By Gosia Labno, EPIC Correspondent
On December 12, 2015, 195 countries agreed to a global pact to reduce their emissions and work towards containing climate change to 2 degrees Celsius. To give an insider’s look at how the agreement happened, the U.S. State Department’s lead climate lawyer, Sue Biniaz, spoke to a group of students, faculty, and members of the community at a lecture on January 28th. The event was the first in a new series of lectures jointly sponsored by EPIC and the University of Chicago Law School.
Biniaz began her talk by giving some background on the path that led to Paris, namely, four critical instruments: the UN Framework Convention on Climate Change (1992), the Kyoto Protocol (1997), the Copenhagen Accord (2009), and lastly, the Durban platform (2011).
The Framework Convention “set out the objective of avoiding dangerous manmade interference with the climate,” explained Biniaz. The Kyoto Protocol set legally-binding emissions targets but did not apply them to all parties, and the U.S. did not participate. Because most parties wanted an agreement that would include the U.S. and China, signifying a legal symmetry between developed and developing countries, parties met for the Copenhagen Accord. While most considered this a failure, Biniaz considers the result significant, as it marked the first time that countries agreed on the 2-degree temperature goal, over 80 countries made emissions commitments, and President Obama helped bring about a transparency regime and extensive financial pledges. This was followed by the Durban platform, brought about the mandate for the Paris agreement.
The Paris negotiations dealt with major issues that derived from each of these agreements. But separate themes also arose during the talks. Of these, Biniaz highlighted the push for greater ambitions, the differentiation between developed and developing countries, and the legal force of the agreement.
“The Paris negotiations brought forth the idea for more ambitious targets, deriving from greater climate awareness,” said Biniaz. Because it was hard to make the agreement overly ambitious and promote participation, the U.S. came up with the idea of “nationally determined commitments,” which allowed each country to come up with its own contribution prior to the meeting.
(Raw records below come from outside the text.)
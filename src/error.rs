//! Error types for the gridworld-rl crate

use thiserror::Error;

use crate::types::State;

/// Main error type for the gridworld-rl crate
#[derive(Error, Debug)]
#[non_exhaustive]
pub enum Error {
    #[error("action not found: policy distribution at {state} does not cover the sampled draw")]
    ActionNotFound { state: State },

    #[error("start cell has not been set")]
    StartNotSet,

    #[error("goal cell has not been set")]
    GoalNotSet,

    #[error("cell ({x}, {y}) is out of bounds for a {width}x{height} grid")]
    OutOfBounds {
        x: i32,
        y: i32,
        width: i32,
        height: i32,
    },

    #[error("invalid configuration: {message}")]
    InvalidConfiguration { message: String },

    #[error("failed to {operation}: {source}")]
    Io {
        operation: String,
        #[source]
        source: std::io::Error,
    },

    #[error("serialization error: {0}")]
    Serialization(#[from] serde_json::Error),
}

/// Convenience type alias for Results using the crate's Error type
pub type Result<T> = std::result::Result<T, Error>;

impl From<std::io::Error> for Error {
    fn from(source: std::io::Error) -> Self {
        Error::Io {
            operation: "IO operation".to_string(),
            source,
        }
    }
}
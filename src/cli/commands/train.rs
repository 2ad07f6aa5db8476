//! Train command - SARSA and Q-learning controllers

use std::path::PathBuf;

use anyhow::Result;
use clap::{Parser, ValueEnum};
use serde::Serialize;

use super::{ScenarioArgs, print_scenario, write_json};
use crate::{
    cli::output::{create_episode_progress, print_section},
    control::{QLearningAgent, SarsaAgent},
    grid::GridWorld,
    policy::Policy,
    types::{Action, State},
    value::QTable,
};

#[derive(ValueEnum, Clone, Copy, Debug)]
pub enum ControlMethod {
    /// On-policy TD control
    Sarsa,
    /// Off-policy TD control
    QLearning,
}

impl ControlMethod {
    fn name(self) -> &'static str {
        match self {
            ControlMethod::Sarsa => "sarsa",
            ControlMethod::QLearning => "q-learning",
        }
    }
}

#[derive(Parser, Debug)]
#[command(about = "Train a TD controller", allow_negative_numbers = true)]
pub struct TrainArgs {
    /// Controller to train
    #[arg(value_enum)]
    pub method: ControlMethod,

    #[command(flatten)]
    pub scenario: ScenarioArgs,

    /// Discount factor
    #[arg(long, default_value_t = 0.9)]
    pub gamma: f64,

    /// Step size
    #[arg(long, default_value_t = 0.5)]
    pub alpha: f64,

    /// Exploration rate of the acting policy
    #[arg(long, default_value_t = 0.1)]
    pub epsilon: f64,

    /// Number of training episodes
    #[arg(long, short = 'e', default_value_t = 10_000)]
    pub episodes: usize,

    /// Random seed for reproducibility
    #[arg(long)]
    pub seed: Option<u64>,

    /// Write the learned Q-values to a JSON file
    #[arg(long, short = 'O')]
    pub output: Option<PathBuf>,
}

/// Q-values of one state in a JSON summary file.
#[derive(Debug, Serialize)]
struct QEntry {
    x: i32,
    y: i32,
    left: f64,
    right: f64,
    up: f64,
    down: f64,
}

#[derive(Debug, Serialize)]
struct TrainingSummary {
    method: &'static str,
    gamma: f64,
    alpha: f64,
    epsilon: f64,
    episodes: usize,
    q: Vec<QEntry>,
}

pub fn execute(args: TrainArgs) -> Result<()> {
    let (grid, rewards) = args.scenario.build()?;
    print_scenario(&grid, &rewards);

    let initial = Policy::uniform(&grid.states());
    let q = match args.method {
        ControlMethod::Sarsa => {
            let mut agent = SarsaAgent::new(args.gamma, args.alpha, args.epsilon, initial);
            if let Some(seed) = args.seed {
                agent = agent.with_seed(seed);
            }
            run_training(|| agent.run_episode(&grid, &rewards), args.episodes)?;
            agent.q().clone()
        }
        ControlMethod::QLearning => {
            let mut agent = QLearningAgent::new(args.gamma, args.alpha, args.epsilon, initial);
            if let Some(seed) = args.seed {
                agent = agent.with_seed(seed);
            }
            run_training(|| agent.run_episode(&grid, &rewards), args.episodes)?;
            agent.q().clone()
        }
    };

    print_greedy_map(&grid, &q);
    print_q_table(&q);

    if let Some(path) = &args.output {
        let summary = TrainingSummary {
            method: args.method.name(),
            gamma: args.gamma,
            alpha: args.alpha,
            epsilon: args.epsilon,
            episodes: args.episodes,
            q: q_entries(&q),
        };
        write_json(path, &summary)?;
        println!("\nWrote summary to {}", path.display());
    }
    Ok(())
}

fn run_training<F>(mut episode: F, episodes: usize) -> Result<()>
where
    F: FnMut() -> crate::error::Result<()>,
{
    let pb = create_episode_progress(episodes as u64);
    for _ in 0..episodes {
        episode()?;
        pb.inc(1);
    }
    pb.finish();
    Ok(())
}

/// Print the greedy action for every open cell as a glyph map.
fn print_greedy_map(grid: &GridWorld, q: &QTable) {
    print_section("Greedy policy");
    for y in 0..grid.height() {
        for x in 0..grid.width() {
            let cell = State::new(x, y);
            let glyph = if grid.is_goal(cell) {
                'G'
            } else if !grid.is_available(x, y) {
                'X'
            } else {
                q.greedy_action(cell).glyph()
            };
            print!("{glyph}");
        }
        println!();
    }
}

fn print_q_table(q: &QTable) {
    print_section("Q-values");
    for state in q.states() {
        let row: Vec<String> = Action::ALL
            .iter()
            .map(|&action| format!("{action}: {:7.4}", q.get(state, action)))
            .collect();
        println!("  {state}  {}", row.join("  "));
    }
}

fn q_entries(q: &QTable) -> Vec<QEntry> {
    q.states()
        .into_iter()
        .map(|state| QEntry {
            x: state.x,
            y: state.y,
            left: q.get(state, Action::Left),
            right: q.get(state, Action::Right),
            up: q.get(state, Action::Up),
            down: q.get(state, Action::Down),
        })
        .collect()
}
//! Solve command - optimal state values via DP value iteration

use std::path::PathBuf;

use anyhow::Result;
use clap::Parser;
use serde::Serialize;

use super::{CellValue, PolicyKind, ScenarioArgs, cell_values, print_scenario, print_values, write_json};
use crate::{dp::ValueIteration, value::ValueTable};

#[derive(Parser, Debug)]
#[command(about = "Solve for optimal state values", allow_negative_numbers = true)]
pub struct SolveArgs {
    #[command(flatten)]
    pub scenario: ScenarioArgs,

    /// Policy whose support enumerates the candidate actions
    #[arg(long, value_enum, default_value_t = PolicyKind::Uniform)]
    pub policy: PolicyKind,

    /// Discount factor
    #[arg(long, default_value_t = 0.9)]
    pub gamma: f64,

    /// Convergence threshold on the per-sweep maximum value change
    #[arg(long, default_value_t = 0.0)]
    pub theta: f64,

    /// Write the resulting values to a JSON file
    #[arg(long, short = 'O')]
    pub output: Option<PathBuf>,
}

#[derive(Debug, Serialize)]
struct SolveSummary {
    gamma: f64,
    sweeps: usize,
    values: Vec<CellValue>,
}

pub fn execute(args: SolveArgs) -> Result<()> {
    let (grid, rewards) = args.scenario.build()?;
    print_scenario(&grid, &rewards);
    let policy = args.policy.build(&grid);

    let vi = ValueIteration::new(args.gamma).with_theta(args.theta);
    let mut values = ValueTable::new();
    let sweeps = vi.solve(&policy, &mut values, &grid, &rewards)?;
    println!("\nConverged after {sweeps} sweeps");

    print_values(&values);

    if let Some(path) = &args.output {
        let summary = SolveSummary {
            gamma: args.gamma,
            sweeps,
            values: cell_values(&values),
        };
        write_json(path, &summary)?;
        println!("\nWrote summary to {}", path.display());
    }
    Ok(())
}
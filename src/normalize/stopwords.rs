//! English stopword set.

use std::collections::HashSet;

use crate::constants::normalize::PUNCTUATION;

/// The standard 179-word English stopword list used by common NLP toolkits.
pub const ENGLISH_STOPWORDS: &[&str] = &[
    "i", "me", "my", "myself", "we", "our", "ours", "ourselves", "you", "you're", "you've",
    "you'll", "you'd", "your", "yours", "yourself", "yourselves", "he", "him", "his", "himself",
    "she", "she's", "her", "hers", "herself", "it", "it's", "its", "itself", "they", "them",
    "their", "theirs", "themselves", "what", "which", "who", "whom", "this", "that", "that'll",
    "these", "those", "am", "is", "are", "was", "were", "be", "been", "being", "have", "has",
    "had", "having", "do", "does", "did", "doing", "a", "an", "the", "and", "but", "if", "or",
    "because", "as", "until", "while", "of", "at", "by", "for", "with", "about", "against",
    "between", "into", "through", "during", "before", "after", "above", "below", "to", "from",
    "up", "down", "in", "out", "on", "off", "over", "under", "again", "further", "then", "once",
    "here", "there", "when", "where", "why", "how", "all", "any", "both", "each", "few", "more",
    "most", "other", "some", "such", "no", "nor", "not", "only", "own", "same", "so", "than",
    "too", "very", "s", "t", "can", "will", "just", "don", "don't", "should", "should've", "now",
    "d", "ll", "m", "o", "re", "ve", "y", "ain", "aren", "aren't", "couldn", "couldn't", "didn",
    "didn't", "doesn", "doesn't", "hadn", "hadn't", "hasn", "hasn't", "haven", "haven't", "isn",
    "isn't", "ma", "mightn", "mightn't", "mustn", "mustn't", "needn", "needn't", "shan",
    "shan't", "shouldn", "shouldn't", "wasn", "wasn't", "weren", "weren't", "won", "won't",
    "wouldn", "wouldn't",
];

/// Words and punctuation runs removed before stemming.
#[derive(Clone, Debug)]
pub struct StopwordSet {
    words: HashSet<String>,
}

impl Default for StopwordSet {
    fn default() -> Self {
        Self::english()
    }
}

impl StopwordSet {
    /// The standard English list.
    pub fn english() -> Self {
        Self::from_words(ENGLISH_STOPWORDS.iter().copied())
    }

    /// Build a set from custom words (lowercased).
    pub fn from_words<I, S>(words: I) -> Self
    where
        I: IntoIterator<Item = S>,
        S: AsRef<str>,
    {
        Self {
            words: words
                .into_iter()
                .map(|word| word.as_ref().to_lowercase())
                .collect(),
        }
    }

    /// True if `token` is a stopword.
    pub fn contains(&self, token: &str) -> bool {
        self.words.contains(token)
    }

    /// True for stopwords and for contiguous runs of ASCII punctuation.
    pub fn is_stop_token(&self, token: &str) -> bool {
        self.contains(token) || is_punctuation_run(token)
    }

    /// Number of stopwords.
    pub fn len(&self) -> usize {
        self.words.len()
    }

    /// True when the set has no words.
    pub fn is_empty(&self) -> bool {
        self.words.is_empty()
    }
}

fn is_punctuation_run(token: &str) -> bool {
    !token.is_empty() && PUNCTUATION.contains(token)
}
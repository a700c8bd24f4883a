use std::process::ExitCode;

fn main() -> ExitCode {
    match textprep::apps::run_preprocess(std::env::args().skip(1)) {
        Ok(()) => ExitCode::SUCCESS,
        Err(err) => {
            eprintln!("Error: {err}");
            ExitCode::FAILURE
        }
    }
}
By Paris, more than 180 countries announced their targets.
A longer-term goal focused on, for example, temperature or emissions, was also needed to increase ambition over time, as well as the mechanisms to achieve this goal. The result was a non-legally binding part in the agreement that required progress, called “no backsliding.”
Next, there needed to be some distinction between developed and developing countries without distinctions in legal obligation. “As long as there is no distinction between countries in the legal aspect the U.S. could accept it,” Biniaz said. This led to most commitments applying to all parties, with soft distinctions between developed and developing countries. For example, developed countries carried the most financial obligations, thus they wanted the donor pool to increase over time.
Because some countries wanted legally-binding emissions targets, she explained, New Zealand put forward a proposal that combined non-legally binding targets with binding transparency and reporting. Ultimately, the U.S. supported this “hybrid type of proposals combining non-binding targets, but binding participation and transparency,” Biniaz said, noting that, “”Most countries were actually quite surprised at the commitments made during Paris.”